This review originally appeared simultaneously in Bosphorous
Review of Books and Unlikely
Stories Mark V early in November, 2018.
Caroline Johnson's The Caregiver takes the reader hand-in hand through the landscape of a loved one's terminal illness and death, not once, but twice, illuminating the overlapping journeys of her father and mother from her own positions as adult child, caregiver, and sister traveler. Following a brief foreword to provide helpful backstory and (auto)biography, the full weight of Johnson's words is borne by an introductory poem and three sections of varying length. Without exception, the poems gifted to the reader are conversational in nature, part of an important but never pedantic dialogue between all parties. There is no hiding behind vague symbols or secret handshakes, and Johnson proves her mastery of the wordsmith's task by always ensuring that this discussion is primary, form never overwhelming function.
As introduction, "Sunsets" outlines the tensions, minutiae, and love in the transitional ground between the plains of home and family and the treacherous grounds of lives ending. "He says he's looking for his glasses, another / thing for me 'to bitch about.'" "I cook them frozen pizza and clean / after them." Finally, it warns us of what's to come with the image of "the red flag / blowing . . . like a ghost." This, ultimately, is what the collection and the reality behind it are about in perfect summation.

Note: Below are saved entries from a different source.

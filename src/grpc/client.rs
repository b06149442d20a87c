use std::time::Duration;

use tonic::codec::Streaming;
use tonic::Status;

use crate::cri::*;
use crate::errors::CliResult;
use crate::grpc::connection::CriConnection;
use crate::grpc::context::RequestContext;

macro_rules! runtime_method {
    ($name:literal) => {
        concat!("/runtime.v1.RuntimeService/", $name)
    };
}

macro_rules! image_method {
    ($name:literal) => {
        concat!("/runtime.v1.ImageService/", $name)
    };
}

/// Typed wrapper over the runtime and image services. Every call carries
/// the verb's deadline, cancellation and trace span.
#[derive(Debug, Clone)]
pub struct CriClient {
    conn: CriConnection,
    ctx: RequestContext,
}

impl CriClient {
    pub fn new(conn: CriConnection, ctx: RequestContext) -> Self {
        Self { conn, ctx }
    }

    pub fn context(&self) -> &RequestContext {
        &self.ctx
    }

    pub fn connection(&self) -> &CriConnection {
        &self.conn
    }

    /// A client sharing this connection with a different per-call deadline.
    pub fn with_timeout(&self, timeout: Option<Duration>) -> Self {
        Self {
            conn: self.conn.clone(),
            ctx: self.ctx.with_timeout(timeout),
        }
    }

    pub async fn version(&self) -> CliResult<VersionResponse> {
        let message = VersionRequest {
            version: "v1".to_string(),
        };
        self.ctx
            .unary(runtime_method!("Version"), None, || {
                let mut client = self.conn.runtime();
                let request = self.ctx.request(message.clone());
                async move { client.version(request).await }
            })
            .await
    }

    pub async fn status(&self, verbose: bool) -> CliResult<StatusResponse> {
        self.ctx
            .unary(runtime_method!("Status"), None, || {
                let mut client = self.conn.runtime();
                let request = self.ctx.request(StatusRequest { verbose });
                async move { client.status(request).await }
            })
            .await
    }

    // Sandboxes

    pub async fn run_pod_sandbox(
        &self,
        config: PodSandboxConfig,
        runtime_handler: &str,
    ) -> CliResult<String> {
        let message = RunPodSandboxRequest {
            config: Some(config),
            runtime_handler: runtime_handler.to_string(),
        };
        let response = self
            .ctx
            .unary(runtime_method!("RunPodSandbox"), None, || {
                let mut client = self.conn.runtime();
                let request = self.ctx.request(message.clone());
                async move { client.run_pod_sandbox(request).await }
            })
            .await?;
        Ok(response.pod_sandbox_id)
    }

    pub async fn stop_pod_sandbox(&self, pod_sandbox_id: &str) -> CliResult<()> {
        let message = StopPodSandboxRequest {
            pod_sandbox_id: pod_sandbox_id.to_string(),
        };
        self.ctx
            .unary(runtime_method!("StopPodSandbox"), Some(pod_sandbox_id), || {
                let mut client = self.conn.runtime();
                let request = self.ctx.request(message.clone());
                async move { client.stop_pod_sandbox(request).await }
            })
            .await?;
        Ok(())
    }

    pub async fn remove_pod_sandbox(&self, pod_sandbox_id: &str) -> CliResult<()> {
        let message = RemovePodSandboxRequest {
            pod_sandbox_id: pod_sandbox_id.to_string(),
        };
        self.ctx
            .unary(runtime_method!("RemovePodSandbox"), Some(pod_sandbox_id), || {
                let mut client = self.conn.runtime();
                let request = self.ctx.request(message.clone());
                async move { client.remove_pod_sandbox(request).await }
            })
            .await?;
        Ok(())
    }

    pub async fn pod_sandbox_status(
        &self,
        pod_sandbox_id: &str,
        verbose: bool,
    ) -> CliResult<PodSandboxStatusResponse> {
        let message = PodSandboxStatusRequest {
            pod_sandbox_id: pod_sandbox_id.to_string(),
            verbose,
        };
        self.ctx
            .unary(runtime_method!("PodSandboxStatus"), Some(pod_sandbox_id), || {
                let mut client = self.conn.runtime();
                let request = self.ctx.request(message.clone());
                async move { client.pod_sandbox_status(request).await }
            })
            .await
    }

    pub async fn list_pod_sandbox(
        &self,
        filter: Option<PodSandboxFilter>,
    ) -> CliResult<Vec<PodSandbox>> {
        let message = ListPodSandboxRequest { filter };
        let response = self
            .ctx
            .unary(runtime_method!("ListPodSandbox"), None, || {
                let mut client = self.conn.runtime();
                let request = self.ctx.request(message.clone());
                async move { client.list_pod_sandbox(request).await }
            })
            .await?;
        Ok(response.items)
    }

    // Containers

    pub async fn create_container(
        &self,
        pod_sandbox_id: &str,
        config: ContainerConfig,
        sandbox_config: Option<PodSandboxConfig>,
    ) -> CliResult<String> {
        let message = CreateContainerRequest {
            pod_sandbox_id: pod_sandbox_id.to_string(),
            config: Some(config),
            sandbox_config,
        };
        let response = self
            .ctx
            .unary(runtime_method!("CreateContainer"), Some(pod_sandbox_id), || {
                let mut client = self.conn.runtime();
                let request = self.ctx.request(message.clone());
                async move { client.create_container(request).await }
            })
            .await?;
        Ok(response.container_id)
    }

    pub async fn start_container(&self, container_id: &str) -> CliResult<()> {
        let message = StartContainerRequest {
            container_id: container_id.to_string(),
        };
        self.ctx
            .unary(runtime_method!("StartContainer"), Some(container_id), || {
                let mut client = self.conn.runtime();
                let request = self.ctx.request(message.clone());
                async move { client.start_container(request).await }
            })
            .await?;
        Ok(())
    }

    pub async fn stop_container(&self, container_id: &str, timeout: i64) -> CliResult<()> {
        let message = StopContainerRequest {
            container_id: container_id.to_string(),
            timeout,
        };
        self.ctx
            .unary(runtime_method!("StopContainer"), Some(container_id), || {
                let mut client = self.conn.runtime();
                let request = self.ctx.request(message.clone());
                async move { client.stop_container(request).await }
            })
            .await?;
        Ok(())
    }

    pub async fn remove_container(&self, container_id: &str) -> CliResult<()> {
        let message = RemoveContainerRequest {
            container_id: container_id.to_string(),
        };
        self.ctx
            .unary(runtime_method!("RemoveContainer"), Some(container_id), || {
                let mut client = self.conn.runtime();
                let request = self.ctx.request(message.clone());
                async move { client.remove_container(request).await }
            })
            .await?;
        Ok(())
    }

    pub async fn list_containers(
        &self,
        filter: Option<ContainerFilter>,
    ) -> CliResult<Vec<Container>> {
        let message = ListContainersRequest { filter };
        let response = self
            .ctx
            .unary(runtime_method!("ListContainers"), None, || {
                let mut client = self.conn.runtime();
                let request = self.ctx.request(message.clone());
                async move { client.list_containers(request).await }
            })
            .await?;
        Ok(response.containers)
    }

    pub async fn container_status(
        &self,
        container_id: &str,
        verbose: bool,
    ) -> CliResult<ContainerStatusResponse> {
        let message = ContainerStatusRequest {
            container_id: container_id.to_string(),
            verbose,
        };
        self.ctx
            .unary(runtime_method!("ContainerStatus"), Some(container_id), || {
                let mut client = self.conn.runtime();
                let request = self.ctx.request(message.clone());
                async move { client.container_status(request).await }
            })
            .await
    }

    // Streaming endpoints

    /// Runs `cmd` synchronously. The call deadline is stretched to cover the
    /// in-container timeout; zero means no deadline at all.
    pub async fn exec_sync(
        &self,
        container_id: &str,
        cmd: Vec<String>,
        timeout: Duration,
    ) -> CliResult<ExecSyncResponse> {
        let message = ExecSyncRequest {
            container_id: container_id.to_string(),
            cmd,
            timeout: timeout.as_secs() as i64,
        };
        let ctx = if timeout.is_zero() {
            self.ctx.with_timeout(None)
        } else {
            let base = self.ctx.timeout().unwrap_or_default();
            self.ctx.with_timeout(Some(base + timeout))
        };
        ctx.unary(runtime_method!("ExecSync"), Some(container_id), || {
            let mut client = self.conn.runtime();
            let request = ctx.request(message.clone());
            async move { client.exec_sync(request).await }
        })
        .await
    }

    pub async fn exec(&self, message: ExecRequest) -> CliResult<String> {
        let container_id = message.container_id.clone();
        let response = self
            .ctx
            .unary(runtime_method!("Exec"), Some(container_id.as_str()), || {
                let mut client = self.conn.runtime();
                let request = self.ctx.request(message.clone());
                async move { client.exec(request).await }
            })
            .await?;
        Ok(response.url)
    }

    pub async fn attach(&self, message: AttachRequest) -> CliResult<String> {
        let container_id = message.container_id.clone();
        let response = self
            .ctx
            .unary(runtime_method!("Attach"), Some(container_id.as_str()), || {
                let mut client = self.conn.runtime();
                let request = self.ctx.request(message.clone());
                async move { client.attach(request).await }
            })
            .await?;
        Ok(response.url)
    }

    pub async fn port_forward(&self, pod_sandbox_id: &str, ports: Vec<i32>) -> CliResult<String> {
        let message = PortForwardRequest {
            pod_sandbox_id: pod_sandbox_id.to_string(),
            port: ports,
        };
        let response = self
            .ctx
            .unary(runtime_method!("PortForward"), Some(pod_sandbox_id), || {
                let mut client = self.conn.runtime();
                let request = self.ctx.request(message.clone());
                async move { client.port_forward(request).await }
            })
            .await?;
        Ok(response.url)
    }

    // Stats

    pub async fn list_container_stats(
        &self,
        filter: Option<ContainerStatsFilter>,
    ) -> CliResult<Vec<ContainerStats>> {
        let message = ListContainerStatsRequest { filter };
        let response = self
            .ctx
            .unary(runtime_method!("ListContainerStats"), None, || {
                let mut client = self.conn.runtime();
                let request = self.ctx.request(message.clone());
                async move { client.list_container_stats(request).await }
            })
            .await?;
        Ok(response.stats)
    }

    pub async fn list_pod_sandbox_stats(
        &self,
        filter: Option<PodSandboxStatsFilter>,
    ) -> CliResult<Vec<PodSandboxStats>> {
        let message = ListPodSandboxStatsRequest { filter };
        let response = self
            .ctx
            .unary(runtime_method!("ListPodSandboxStats"), None, || {
                let mut client = self.conn.runtime();
                let request = self.ctx.request(message.clone());
                async move { client.list_pod_sandbox_stats(request).await }
            })
            .await?;
        Ok(response.stats)
    }

    // Events

    /// Opens the container event stream. No deadline applies; the caller owns
    /// cancellation and re-subscription.
    pub async fn subscribe_events(&self) -> Result<Streaming<ContainerEventResponse>, Status> {
        let mut client = self.conn.runtime();
        let response = client.get_container_events(GetEventsRequest {}).await?;
        Ok(response.into_inner())
    }

    // Images

    pub async fn list_images(&self, filter: Option<ImageFilter>) -> CliResult<Vec<Image>> {
        let message = ListImagesRequest { filter };
        let response = self
            .ctx
            .unary(image_method!("ListImages"), None, || {
                let mut client = self.conn.image();
                let request = self.ctx.request(message.clone());
                async move { client.list_images(request).await }
            })
            .await?;
        Ok(response.images)
    }

    pub async fn image_status(&self, image: &str, verbose: bool) -> CliResult<ImageStatusResponse> {
        let message = ImageStatusRequest {
            image: Some(ImageSpec {
                image: image.to_string(),
                ..Default::default()
            }),
            verbose,
        };
        self.ctx
            .unary(image_method!("ImageStatus"), Some(image), || {
                let mut client = self.conn.image();
                let request = self.ctx.request(message.clone());
                async move { client.image_status(request).await }
            })
            .await
    }

    /// Pulls are not bounded by the verb deadline.
    pub async fn pull_image(
        &self,
        image: &str,
        auth: Option<AuthConfig>,
        sandbox_config: Option<PodSandboxConfig>,
    ) -> CliResult<String> {
        let message = PullImageRequest {
            image: Some(ImageSpec {
                image: image.to_string(),
                ..Default::default()
            }),
            auth,
            sandbox_config,
        };
        let ctx = self.ctx.with_timeout(None);
        let response = ctx
            .unary(image_method!("PullImage"), Some(image), || {
                let mut client = self.conn.image();
                let request = ctx.request(message.clone());
                async move { client.pull_image(request).await }
            })
            .await?;
        Ok(response.image_ref)
    }

    pub async fn remove_image(&self, image: &str) -> CliResult<()> {
        let message = RemoveImageRequest {
            image: Some(ImageSpec {
                image: image.to_string(),
                ..Default::default()
            }),
        };
        self.ctx
            .unary(image_method!("RemoveImage"), Some(image), || {
                let mut client = self.conn.image();
                let request = self.ctx.request(message.clone());
                async move { client.remove_image(request).await }
            })
            .await?;
        Ok(())
    }
}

The twenty poems in the first section focus on the poet and her father. True to her nature as caretaker-child, he is never far from her thoughts; even during a moment as mundane as seeing a turtle cross a bike trail, she writes in "Crossing" that, "I thought of you, dear father, / moving across unstable ground . . ." If there are losses for both to deal with -- surrendering car keys, moving from cane to walker, walker to wheel chair and hospital bed -- there are moments that stabilize the spinning world -- watching a Bond thriller together in "James", recalling family moments and stories from the poet's childhood in "Becoming Erudite":
You told me
to close my eyes, but I remember
peeking at a blinking Christmas light. Your voice was smooth, intoxicating
like the vodka tonic on the side table.
And, running through the lives of the parties to this trip across impossible mountains and seemingly unfordable rivers, lying beneath the hours of loving attention to another's pains and needs above one's own, there's an understanding of the inevitable, best declared in "Gliding," where Johnson muses, "Yet I know it's going to end. / You are going to die. I am going / to die."
In the second section, running parallel for a time to the father's battle with irreversible neurological disorders, we hear of the poet's caregiving for her mother, suffering from advancing (and ultimately fatal) dementia. The seventeen poems here reflect the same essential struggles and joys faced with her father's decline, as in "Shut-Ins", which closes with, "So I walk, my legs weak, // . . . into the dark night and towards Mrs. Smith, / my first lesson in kindness.", or "Alzheimer's Dream", which begins, "You're a stranger to me now, / though I've known you all my life." There is also, in these poems, a sense of deeper affection -- an emotion different from love or devotion -- between these two adult women than between adult daughter and father, an attitude which doesn't demean the latter, but seems simply normal and adds a less painful note to the reality of their situation. Again from "Alzheimer's Dream":
Let's try not to remember,
have a drink to forget
that we ever once met a lifetime ago
when I called you mother
and needed you so.
From its epigram, one might expect the final section to be given over to grief, and if it were rooted in the Five Stages such works would not be out of place. I suspect, however, that after twelve years as caregiver, Johnson's grief has largely been processed by the time her parents walk on. The closing thirteen poems are, instead, much more, and more fittingly, memento mori and gathered loose ends. The opening piece, "What Got Him Here," considers that question, while "Changing Lanes" reviews the mother's wake and fittingly says, "My mom's heart is not tiny." "Ode to My Father's Nursing Home" describes the patients as much as the place, returning to the earlier image of humans in their final years as turtles who "only want to escape their habitat, / tuck their limbs inside dark shells, and go home." And, finally, "Der Schrei -- for Mother and Father (after Allen Ginsburg)", with its howled scream and its lamentations of life's cruelties, takes a calming breath and recalls: "I'm with you in Plainfield, and I don't blame you for trying to escape. / . . . pick me up, and we take off into the starry night."
As poet and reader, I appreciate and applaud the well-executed craft of Caroline's unblinking recollections. As an old man, with both parents and in-laws in their Nineties and all of us inevitably declining at varying velocities, I find The Caregiver to be honest, both a painful and relieving read. Those who have walked these paths will find reason in the fifty-one poems here to both smile and cry, and I believe will find their time with another traveler amply rewarded. Those who have not yet set out will do well to remember Johnson's words when they need guidance one day.